3.2 Du concept théorique à l’aménagement : qu’est-ce que la « forme urbaine

En raison de sa nature prescriptive, le développement urbain durable mène tout naturellement au renouveau et à une réaffirmation de l’importance des réflexions et des travaux normatifs sur l’aménagement urbain (ex. : Southworth, 2003; Talen, 2003a; Talen et Ellis, 2002), « ravivant les débats sur les formes urbaines idéales » (Jabareen, 2006). Il ramène ainsi au premier plan l’importance de la forme urbaine et de ses impacts sur la possibilité de mettre en œuvre – ou non – les objectifs et les principes du développement urbain durable. Plusieurs auteurs, dont Register (2002), soulignent l’importance de normes d’aménagement urbain qui permettent de faciliter ou de « mettre en scène », ni plus ni moins, des comportements individuels favorables au développement durable :

« The manner in which the city is laid out and organized is the foundation for virtually everything else. Without understanding urban anatomy we will fail to understand how population, affluence and technology relate to each other and to the environment.”

(Register, 2002: 27)

Ainsi, pour plusieurs (ex. : Lynch, 1981; Frey, 1999; Register, 2002), il existe des principes généraux de « bonne forme urbaine » qui sont intemporels car ils sont basés sur certaines lois favorisant le bon fonctionnement de la ville ainsi que sur certaines valeurs humaines elles-mêmes intemporelles. Les propos suivants de Frey (1999) illustrent bien cette idée :

« History tells us that ‘good’ urban structures and forms – those that enable and enhance urban activities, improve on the well-being of the citizens and create a balanced

relationship with their local and global environment – are generally preserved and therefore long-lasting because they function well and express their citizens’ history, collective memory, values and beliefs and pride. » (Frey, 1999: 14).
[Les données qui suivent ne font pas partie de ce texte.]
//! Modelo de Client

use chrono::{DateTime, Utc};
use serde::{Deserialize, Serialize};
use sqlx::FromRow;
use uuid::Uuid;

/// Client - mapea a la tabla clients
#[derive(Debug, Clone, Serialize, Deserialize, FromRow)]
pub struct Client {
    pub id: Uuid,
    pub company_id: Uuid,
    pub name: String,
    pub created_at: DateTime<Utc>,
}
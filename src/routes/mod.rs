pub mod contract_routes;
pub mod maintenance_routes;

use axum::http::HeaderMap;
use uuid::Uuid;

use crate::services::permissions::{Actor, Role};
use crate::utils::errors::AppError;

/// Actor autenticado desde los headers del colaborador de auth
/// (X-Company-Id, X-Role). La emisión del token queda fuera del motor.
pub fn actor_from_headers(headers: &HeaderMap) -> Result<Actor, AppError> {
    let company_id = headers
        .get("x-company-id")
        .and_then(|v| v.to_str().ok())
        .and_then(|v| Uuid::parse_str(v).ok())
        .ok_or_else(|| AppError::Forbidden("Falta el header X-Company-Id".to_string()))?;

    let role = headers
        .get("x-role")
        .and_then(|v| v.to_str().ok())
        .and_then(Role::parse)
        .ok_or_else(|| AppError::Forbidden("Header X-Role ausente o inválido".to_string()))?;

    Ok(Actor { company_id, role })
}
pub mod common;
pub mod contract_dto;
La question fondamentale qui se pose alors est la suivante : quels sont donc ces principes intemporels du « bon urbanisme »? Ou encore : au-delà des objectifs généraux du développement urbain durable, comment tout cela se traduit-il en termes de critères d’aménagement, de design urbain et d’organisation spatiale de la ville? Existe-t-il des consensus dans la littérature à ce sujet?
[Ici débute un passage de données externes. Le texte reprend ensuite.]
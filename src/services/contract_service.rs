//! Aggregate del contrato de alquiler
//!
//! Orquesta la creación del contrato, el alta de assignments (siempre a
//! través del guard), las transiciones de estado y los hechos derivados.
//! Toda mutación del estado compartido pasa por acá; ningún caller escribe
//! campos directo.

use std::sync::Arc;

use chrono::{NaiveDate, Utc};
use rust_decimal::Decimal;
use uuid::Uuid;

use crate::models::{Assignment, ContractStatus, RentalContract};
use crate::repositories::{format_contract_number, RentalStore};
use crate::services::audit_service::AuditSink;
use crate::services::conflict_guard::BookingGuard;
use crate::services::cost_service::{CostBreakdown, CostEstimator};
use crate::services::state_machine;
use crate::utils::errors::AppError;

/// Assignment pedido en el alta o el attach
#[derive(Debug, Clone)]
pub struct NewAssignment {
    pub vehicle_id: Uuid,
    pub driver_id: Option<Uuid>,
    pub agreed_rate: Decimal,
}

/// Comando de creación de contrato
#[derive(Debug, Clone)]
pub struct CreateContract {
    pub client_id: Uuid,
    pub start_date: NaiveDate,
    pub end_date: NaiveDate,
    pub assignments: Vec<NewAssignment>,
}

pub struct ContractService {
    store: Arc<dyn RentalStore>,
    audit: Arc<dyn AuditSink>,
    estimator: Arc<dyn CostEstimator>,
}

impl ContractService {
    pub fn new(
        store: Arc<dyn RentalStore>,
        audit: Arc<dyn AuditSink>,
        estimator: Arc<dyn CostEstimator>,
    ) -> Self {
        Self {
            store,
            audit,
            estimator,
        }
    }

    fn validate_dates(start_date: NaiveDate, end_date: NaiveDate) -> Result<(), AppError> {
        if end_date <= start_date {
            return Err(AppError::InvalidDateRange(format!(
                "end_date ({}) debe ser posterior a start_date ({})",
                end_date, start_date
            )));
        }
        Ok(())
    }

    fn validate_rate(agreed_rate: Decimal) -> Result<(), AppError> {
        if agreed_rate < Decimal::ZERO {
            return Err(AppError::Validation(
                "agreed_rate no puede ser negativo".to_string(),
            ));
        }
        Ok(())
    }

    /// Crea un contrato en PENDING con sus assignments iniciales.
    pub async fn create_contract(
        &self,
        company_id: Uuid,
        command: CreateContract,
    ) -> Result<RentalContract, AppError> {
        Self::validate_dates(command.start_date, command.end_date)?;

        let client = self
            .store
            .get_client(command.client_id)
            .await?
            .ok_or_else(|| AppError::NotFound(format!("Client {} not found", command.client_id)))?;
        if client.company_id != company_id {
            return Err(AppError::CrossTenantViolation(format!(
                "client {} belongs to company {}, caller is {}",
                client.id, client.company_id, company_id
            )));
        }

        // chequeo advisory por assignment: errores tempranos y accionables.
        // La garantía dura la da el store al insertar.
        let guard = BookingGuard::new(self.store.as_ref());
        for requested in &command.assignments {
            Self::validate_rate(requested.agreed_rate)?;
            guard
                .check_vehicle_available(
                    company_id,
                    requested.vehicle_id,
                    command.start_date,
                    command.end_date,
                    None,
                )
                .await?;
            if let Some(driver_id) = requested.driver_id {
                guard
                    .check_driver_available(
                        company_id,
                        driver_id,
                        command.start_date,
                        command.end_date,
                        None,
                    )
                    .await?;
            }
        }

        let sequence = self.store.next_contract_sequence(company_id).await?;
        let now = Utc::now();
        let contract = RentalContract {
            id: Uuid::new_v4(),
            company_id,
            client_id: command.client_id,
            contract_number: format_contract_number(sequence),
            start_date: command.start_date,
            end_date: command.end_date,
            status: ContractStatus::Pending,
            actual_end_date: None,
            cancellation_reason: None,
            deleted_at: None,
            created_at: now,
        };

        let assignments: Vec<Assignment> = command
            .assignments
            .iter()
            .map(|requested| Assignment {
                id: Uuid::new_v4(),
                contract_id: contract.id,
                company_id,
                vehicle_id: requested.vehicle_id,
                driver_id: requested.driver_id,
                agreed_rate: requested.agreed_rate,
                created_at: now,
            })
            .collect();

        let created = self.store.create_contract(contract, assignments).await?;

        self.audit
            .record_event(
                company_id,
                "CONTRACT_CREATED",
                created.id,
                &format!(
                    "Contrato {} creado ({} - {})",
                    created.contract_number, created.start_date, created.end_date
                ),
            )
            .await;

        Ok(created)
    }

    pub async fn get_contract(
        &self,
        company_id: Uuid,
        contract_id: Uuid,
    ) -> Result<(RentalContract, Vec<Assignment>), AppError> {
        let contract = self.store.get_contract(company_id, contract_id).await?;
        let assignments = self.store.assignments_for_contract(contract_id).await?;
        Ok((contract, assignments))
    }

    /// Ata un vehículo (y opcionalmente un conductor) a un contrato
    /// existente. El chequeo de conflicto corre dentro del scope atómico
    /// del store.
    pub async fn attach_assignment(
        &self,
        company_id: Uuid,
        contract_id: Uuid,
        requested: NewAssignment,
    ) -> Result<Assignment, AppError> {
        Self::validate_rate(requested.agreed_rate)?;

        // el store repite estos chequeos bajo lock; acá solo garantizamos
        // un NotFound/CrossTenant limpio antes de armar el assignment
        self.store.get_contract(company_id, contract_id).await?;

        let assignment = Assignment {
            id: Uuid::new_v4(),
            contract_id,
            company_id,
            vehicle_id: requested.vehicle_id,
            driver_id: requested.driver_id,
            agreed_rate: requested.agreed_rate,
            created_at: Utc::now(),
        };

        let inserted = self.store.insert_assignment(assignment).await?;

        self.audit
            .record_event(
                company_id,
                "ASSIGNMENT_ATTACHED",
                inserted.id,
                &format!(
                    "Vehículo {} asignado al contrato {}",
                    inserted.vehicle_id, contract_id
                ),
            )
            .await;

        Ok(inserted)
    }

    /// Actualiza el rango de fechas re-validando todos los assignments
    /// (el propio contrato queda excluido del chequeo de solapamiento).
    pub async fn update_dates(
        &self,
        company_id: Uuid,
        contract_id: Uuid,
        start_date: NaiveDate,
        end_date: NaiveDate,
    ) -> Result<RentalContract, AppError> {
        Self::validate_dates(start_date, end_date)?;
        let updated = self
            .store
            .update_contract_dates(company_id, contract_id, start_date, end_date)
            .await?;

        self.audit
            .record_event(
                company_id,
                "CONTRACT_DATES_UPDATED",
                contract_id,
                &format!("Fechas actualizadas a {} - {}", start_date, end_date),
            )
            .await;

        Ok(updated)
    }

    /// Aplica una transición de estado con compare-and-set. Un fallo por
    /// ConcurrentModification se reintenta una única vez (re-lee y vuelve a
    /// validar); BookingConflict y el resto nunca se reintentan.
    pub async fn transition(
        &self,
        company_id: Uuid,
        contract_id: Uuid,
        target: ContractStatus,
        reason: Option<String>,
    ) -> Result<RentalContract, AppError> {
        if state_machine::requires_reason(target)
            && reason.as_deref().map_or(true, |r| r.trim().is_empty())
        {
            return Err(AppError::Validation(
                "La cancelación requiere un motivo".to_string(),
            ));
        }

        let mut contract = self.store.get_contract(company_id, contract_id).await?;

        for attempt in 0..2 {
            state_machine::validate_transition(contract.status, target)?;

            let actual_end_date = state_machine::stamps_actual_end(target).then(Utc::now);
            let vehicle_flip = state_machine::vehicle_flip_on_entry(target);

            match self
                .store
                .transition_status(
                    company_id,
                    contract_id,
                    contract.status,
                    target,
                    actual_end_date,
                    reason.clone(),
                    vehicle_flip,
                )
                .await
            {
                Ok(updated) => {
                    self.audit
                        .record_event(
                            company_id,
                            "CONTRACT_TRANSITION",
                            contract_id,
                            &format!(
                                "Contrato {}: {} -> {}",
                                updated.contract_number, contract.status, target
                            ),
                        )
                        .await;
                    return Ok(updated);
                }
                Err(AppError::ConcurrentModification) if attempt == 0 => {
                    // carrera esperada bajo contención: re-leer y reintentar
                    tracing::debug!(
                        contract_id = %contract_id,
                        "CAS perdido en la transición, reintentando una vez"
                    );
                    contract = self.store.get_contract(company_id, contract_id).await?;
                }
                Err(e) => return Err(e),
            }
        }

        Err(AppError::ConcurrentModification)
    }

    /// Pasa el contrato al colaborador de costos.
    pub async fn estimate_cost(
        &self,
        company_id: Uuid,
        contract_id: Uuid,
    ) -> Result<CostBreakdown, AppError> {
        let (contract, assignments) = self.get_contract(company_id, contract_id).await?;
        self.estimator.estimate(&contract, &assignments).await
    }
}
Notre revue de la littérature nous a amené à regrouper les principes d’aménagement les plus souvent cités en trois grandes catégories :

1) formes métropolitaines plus compactes et hausse globale des densités; 2) mixité des fonctions et diversité à l’échelle des quartiers;

3) préservation de réseaux d’espaces verts et « verdissement » du cadre bâti. Principe #1 : compacité et hausse générale des densités à l’échelle métropolitaine : En tête de liste, on retrouve l’idée générale de la « maîtrise » (gestion) du développement urbain, plus précisément d’un développement urbain moins tentaculaire, moins dispersé à l’échelle métropolitaine, principalement pour limiter le gaspillage de la ressource espace et pour limiter la longueur des déplacements. Ceci implique une forme métropolitaine plus compacte, voire contiguë (évitant les « sauts de mouton »), et des densités suffisamment élevées à l’échelle des quartiers pour permettre de réaliser cette compacité métropolitaine.
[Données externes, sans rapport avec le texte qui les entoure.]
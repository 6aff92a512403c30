//! Shared application state
//!
//! Este módulo define el estado compartido de la aplicación que se pasa
//! a través del router de Axum.

use std::sync::Arc;

use crate::config::environment::EnvironmentConfig;
use crate::repositories::RentalStore;
use crate::services::audit_service::AuditSink;
use crate::services::contract_service::ContractService;
use crate::services::cost_service::CostEstimator;
use crate::services::sweeper::OverdueSweeper;

#[derive(Clone)]
pub struct AppState {
    pub store: Arc<dyn RentalStore>,
    pub contracts: Arc<ContractService>,
    pub sweeper: Arc<OverdueSweeper>,
    pub config: EnvironmentConfig,
}

impl AppState {
    pub fn new(
        store: Arc<dyn RentalStore>,
        audit: Arc<dyn AuditSink>,
        estimator: Arc<dyn CostEstimator>,
        config: EnvironmentConfig,
    ) -> Self {
        let contracts = Arc::new(ContractService::new(
            Arc::clone(&store),
            Arc::clone(&audit),
            Arc::clone(&estimator),
        ));
        let sweeper = Arc::new(OverdueSweeper::new(
            Arc::clone(&store),
            audit,
            config.sweep_batch_size,
        ));

        Self {
            store,
            contracts,
            sweeper,
            config,
        }
    }
}
pub mod connection;

pub use connection::create_pool;
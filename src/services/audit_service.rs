//! Colaborador de auditoría
//!
//! Registro de eventos fire-and-forget: un fallo del sink nunca hace
//! rollback de la operación que lo emitió.

use async_trait::async_trait;
use chrono::{DateTime, Utc};
use uuid::Uuid;

/// Evento de auditoría registrado por el motor
#[derive(Debug, Clone)]
pub struct AuditEvent {
    pub company_id: Uuid,
    pub event_type: String,
    pub entity_id: Uuid,
    pub message: String,
    pub recorded_at: DateTime<Utc>,
}

#[async_trait]
pub trait AuditSink: Send + Sync {
    /// Fire-and-forget: no devuelve Result a propósito.
    async fn record_event(&self, company_id: Uuid, event_type: &str, entity_id: Uuid, message: &str);
}

/// Sink de producción: escribe al log estructurado.
pub struct TracingAuditSink;

#[async_trait]
impl AuditSink for TracingAuditSink {
    async fn record_event(&self, company_id: Uuid, event_type: &str, entity_id: Uuid, message: &str) {
        tracing::info!(
            target: "audit",
            company_id = %company_id,
            event_type = %event_type,
            entity_id = %entity_id,
            "{}",
            message
        );
    }
}

/// Sink en memoria para tests: acumula los eventos registrados.
pub struct MemoryAuditSink {
    events: tokio::sync::Mutex<Vec<AuditEvent>>,
}

impl MemoryAuditSink {
    pub fn new() -> Self {
        Self {
            events: tokio::sync::Mutex::new(Vec::new()),
        }
    }

    pub async fn events(&self) -> Vec<AuditEvent> {
        self.events.lock().await.clone()
    }

    pub async fn count_by_type(&self, event_type: &str) -> usize {
        self.events
            .lock()
            .await
            .iter()
            .filter(|e| e.event_type == event_type)
            .count()
    }
}

impl Default for MemoryAuditSink {
    fn default() -> Self {
        Self::new()
    }
}

#[async_trait]
impl AuditSink for MemoryAuditSink {
    async fn record_event(&self, company_id: Uuid, event_type: &str, entity_id: Uuid, message: &str) {
        self.events.lock().await.push(AuditEvent {
            company_id,
            event_type: event_type.to_string(),
            entity_id,
            message: message.to_string(),
            recorded_at: Utc::now(),
        });
    }
}
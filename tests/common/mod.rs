#![allow(dead_code)]

use std::sync::atomic::{AtomicUsize, Ordering};
use std::sync::{Arc, Mutex};

use async_trait::async_trait;
use chrono::{DateTime, NaiveDate, Utc};
use rust_decimal::Decimal;
use uuid::Uuid;

use fleet_rental::models::{
    Assignment, Client, ContractStatus, Driver, DriverStatus, RentalContract, Vehicle,
    VehicleStatus,
};
use fleet_rental::repositories::{MemoryStore, RentalStore};
use fleet_rental::services::audit_service::MemoryAuditSink;
use fleet_rental::services::conflict_guard::Commitment;
use fleet_rental::services::contract_service::{ContractService, CreateContract, NewAssignment};
use fleet_rental::services::cost_service::FlatRateEstimator;
use fleet_rental::services::sweeper::OverdueSweeper;
use fleet_rental::utils::errors::AppError;

pub struct TestEnv {
    pub store: Arc<MemoryStore>,
    pub audit: Arc<MemoryAuditSink>,
    pub service: ContractService,
    pub sweeper: OverdueSweeper,
    pub company_id: Uuid,
    pub client_id: Uuid,
}

pub async fn setup() -> TestEnv {
    let store = Arc::new(MemoryStore::new());
    let audit = Arc::new(MemoryAuditSink::new());

    let service = ContractService::new(
        store.clone() as Arc<dyn RentalStore>,
        audit.clone(),
        Arc::new(FlatRateEstimator),
    );
    let sweeper = OverdueSweeper::new(store.clone() as Arc<dyn RentalStore>, audit.clone(), 500);

    let company_id = Uuid::new_v4();
    let client_id = add_client(&store, company_id).await;

    TestEnv {
        store,
        audit,
        service,
        sweeper,
        company_id,
        client_id,
    }
}

/// Decorador de store para tests de contención: devuelve los errores
/// encolados en las próximas llamadas a `transition_status` y delega todo
/// lo demás al arena en memoria.
pub struct FailingTransitionStore {
    inner: Arc<MemoryStore>,
    forced_errors: Mutex<Vec<AppError>>,
    transition_calls: AtomicUsize,
}

impl FailingTransitionStore {
    pub fn new(inner: Arc<MemoryStore>) -> Self {
        Self {
            inner,
            forced_errors: Mutex::new(Vec::new()),
            transition_calls: AtomicUsize::new(0),
        }
    }

    /// Encola errores a devolver, en orden, una llamada cada uno.
    pub fn fail_next_transitions(&self, errors: Vec<AppError>) {
        *self.forced_errors.lock().unwrap() = errors;
    }

    pub fn transition_calls(&self) -> usize {
        self.transition_calls.load(Ordering::SeqCst)
    }
}

#[async_trait]
impl RentalStore for FailingTransitionStore {
    async fn get_contract(
        &self,
        company_id: Uuid,
        contract_id: Uuid,
    ) -> Result<RentalContract, AppError> {
        self.inner.get_contract(company_id, contract_id).await
    }

    async fn assignments_for_contract(
        &self,
        contract_id: Uuid,
    ) -> Result<Vec<Assignment>, AppError> {
        self.inner.assignments_for_contract(contract_id).await
    }

    async fn get_vehicle(&self, vehicle_id: Uuid) -> Result<Option<Vehicle>, AppError> {
        self.inner.get_vehicle(vehicle_id).await
    }

    async fn get_driver(&self, driver_id: Uuid) -> Result<Option<Driver>, AppError> {
        self.inner.get_driver(driver_id).await
    }

    async fn get_client(&self, client_id: Uuid) -> Result<Option<Client>, AppError> {
        self.inner.get_client(client_id).await
    }

    async fn vehicle_commitments(
        &self,
        company_id: Uuid,
        vehicle_id: Uuid,
    ) -> Result<Vec<Commitment>, AppError> {
        self.inner.vehicle_commitments(company_id, vehicle_id).await
    }

    async fn driver_commitments(
        &self,
        company_id: Uuid,
        driver_id: Uuid,
    ) -> Result<Vec<Commitment>, AppError> {
        self.inner.driver_commitments(company_id, driver_id).await
    }

    async fn next_contract_sequence(&self, company_id: Uuid) -> Result<i64, AppError> {
        self.inner.next_contract_sequence(company_id).await
    }

    async fn create_contract(
        &self,
        contract: RentalContract,
        assignments: Vec<Assignment>,
    ) -> Result<RentalContract, AppError> {
        self.inner.create_contract(contract, assignments).await
    }

    async fn insert_assignment(&self, assignment: Assignment) -> Result<Assignment, AppError> {
        self.inner.insert_assignment(assignment).await
    }

    async fn update_contract_dates(
        &self,
        company_id: Uuid,
        contract_id: Uuid,
        start_date: NaiveDate,
        end_date: NaiveDate,
    ) -> Result<RentalContract, AppError> {
        self.inner
            .update_contract_dates(company_id, contract_id, start_date, end_date)
            .await
    }

    #[allow(clippy::too_many_arguments)]
    async fn transition_status(
        &self,
        company_id: Uuid,
        contract_id: Uuid,
        expected: ContractStatus,
        target: ContractStatus,
        actual_end_date: Option<DateTime<Utc>>,
        cancellation_reason: Option<String>,
        vehicle_flip: Option<VehicleStatus>,
    ) -> Result<RentalContract, AppError> {
        self.transition_calls.fetch_add(1, Ordering::SeqCst);
        let forced = {
            let mut queue = self.forced_errors.lock().unwrap();
            if queue.is_empty() {
                None
            } else {
                Some(queue.remove(0))
            }
        };
        if let Some(err) = forced {
            return Err(err);
        }
        self.inner
            .transition_status(
                company_id,
                contract_id,
                expected,
                target,
                actual_end_date,
                cancellation_reason,
                vehicle_flip,
            )
            .await
    }

    async fn active_contracts_ended_before(
        &self,
        today: NaiveDate,
        limit: i64,
    ) -> Result<Vec<RentalContract>, AppError> {
        self.inner.active_contracts_ended_before(today, limit).await
    }

    async fn purge_cancelled_before(&self, cutoff: DateTime<Utc>) -> Result<u64, AppError> {
        self.inner.purge_cancelled_before(cutoff).await
    }

    async fn insert_vehicle(&self, vehicle: Vehicle) -> Result<(), AppError> {
        self.inner.insert_vehicle(vehicle).await
    }

    async fn insert_driver(&self, driver: Driver) -> Result<(), AppError> {
        self.inner.insert_driver(driver).await
    }

    async fn insert_client(&self, client: Client) -> Result<(), AppError> {
        self.inner.insert_client(client).await
    }

    async fn set_vehicle_status(
        &self,
        vehicle_id: Uuid,
        status: VehicleStatus,
    ) -> Result<(), AppError> {
        self.inner.set_vehicle_status(vehicle_id, status).await
    }
}

/// Como `setup()` pero con el servicio y el sweeper cableados al decorador
/// de fallos; `env.store` sigue apuntando al arena interno para seedear.
pub async fn setup_with_failing_transitions() -> (TestEnv, Arc<FailingTransitionStore>) {
    let inner = Arc::new(MemoryStore::new());
    let failing = Arc::new(FailingTransitionStore::new(inner.clone()));
    let audit = Arc::new(MemoryAuditSink::new());

    let service = ContractService::new(
        failing.clone() as Arc<dyn RentalStore>,
        audit.clone(),
        Arc::new(FlatRateEstimator),
    );
    let sweeper = OverdueSweeper::new(failing.clone() as Arc<dyn RentalStore>, audit.clone(), 500);

    let company_id = Uuid::new_v4();
    let client_id = add_client(&inner, company_id).await;

    (
        TestEnv {
            store: inner,
            audit,
            service,
            sweeper,
            company_id,
            client_id,
        },
        failing,
    )
}

pub fn d(s: &str) -> NaiveDate {
    s.parse().unwrap()
}

pub fn rate(value: i64) -> Decimal {
    Decimal::from(value)
}

pub async fn add_client(store: &MemoryStore, company_id: Uuid) -> Uuid {
    let client = Client {
        id: Uuid::new_v4(),
        company_id,
        name: "Transportes del Sur".to_string(),
        created_at: Utc::now(),
    };
    let id = client.id;
    store.insert_client(client).await.unwrap();
    id
}

pub async fn add_vehicle(store: &MemoryStore, company_id: Uuid, status: VehicleStatus) -> Uuid {
    let vehicle = Vehicle {
        id: Uuid::new_v4(),
        company_id,
        license_plate: format!("AB-{}", &Uuid::new_v4().to_string()[..8]),
        status,
        created_at: Utc::now(),
    };
    let id = vehicle.id;
    store.insert_vehicle(vehicle).await.unwrap();
    id
}

pub async fn add_driver(store: &MemoryStore, company_id: Uuid, status: DriverStatus) -> Uuid {
    let driver = Driver {
        id: Uuid::new_v4(),
        company_id,
        full_name: "Marta Ibáñez".to_string(),
        status,
        created_at: Utc::now(),
    };
    let id = driver.id;
    store.insert_driver(driver).await.unwrap();
    id
}

/// Alta de contrato con un único assignment de vehículo (sin conductor).
pub async fn create_contract(
    env: &TestEnv,
    vehicle_id: Uuid,
    start: &str,
    end: &str,
) -> RentalContract {
    env.service
        .create_contract(
            env.company_id,
            CreateContract {
                client_id: env.client_id,
                start_date: d(start),
                end_date: d(end),
                assignments: vec![NewAssignment {
                    vehicle_id,
                    driver_id: None,
                    agreed_rate: rate(100),
                }],
            },
        )
        .await
        .expect("el alta del contrato debería pasar")
}

/// PENDING -> ACTIVE
pub async fn activate(env: &TestEnv, contract_id: Uuid) -> RentalContract {
    env.service
        .transition(env.company_id, contract_id, ContractStatus::Active, None)
        .await
        .expect("la activación debería pasar")
}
Étant donné que la décentralisation métropolitaine des emplois et des services est une tendance lourde (section 2.1), plusieurs (dont : Frey, 1999; Jabareen, 2006; Hall et Pfeiffer, 2000; Calthorpe, 1993; Rogers, 1997; Safdie, 1998; Crawford, 2002) proposent de créer une forme métropolitaine compacte en gérant mieux cette décentralisation, plus précisément en planifiant une décentralisation qui prendrait la forme de multiples pôles périphériques denses et mixtes (modèle de la métropole polycentrique). C’est qu’un « pôle », par définition, est créé par une certaine intensification de l’utilisation du sol à l’intérieur d’une aire donnée ou par une concentration de divers types de fonctions urbaines complémentaires. Ainsi, conceptuellement, une métropole qui comporte

plusieurs pôles denses peut être davantage « compacte » qu’une métropole monocentrique dont la périphérie s’étendrait de façon importante sans véritables pôles secondaires.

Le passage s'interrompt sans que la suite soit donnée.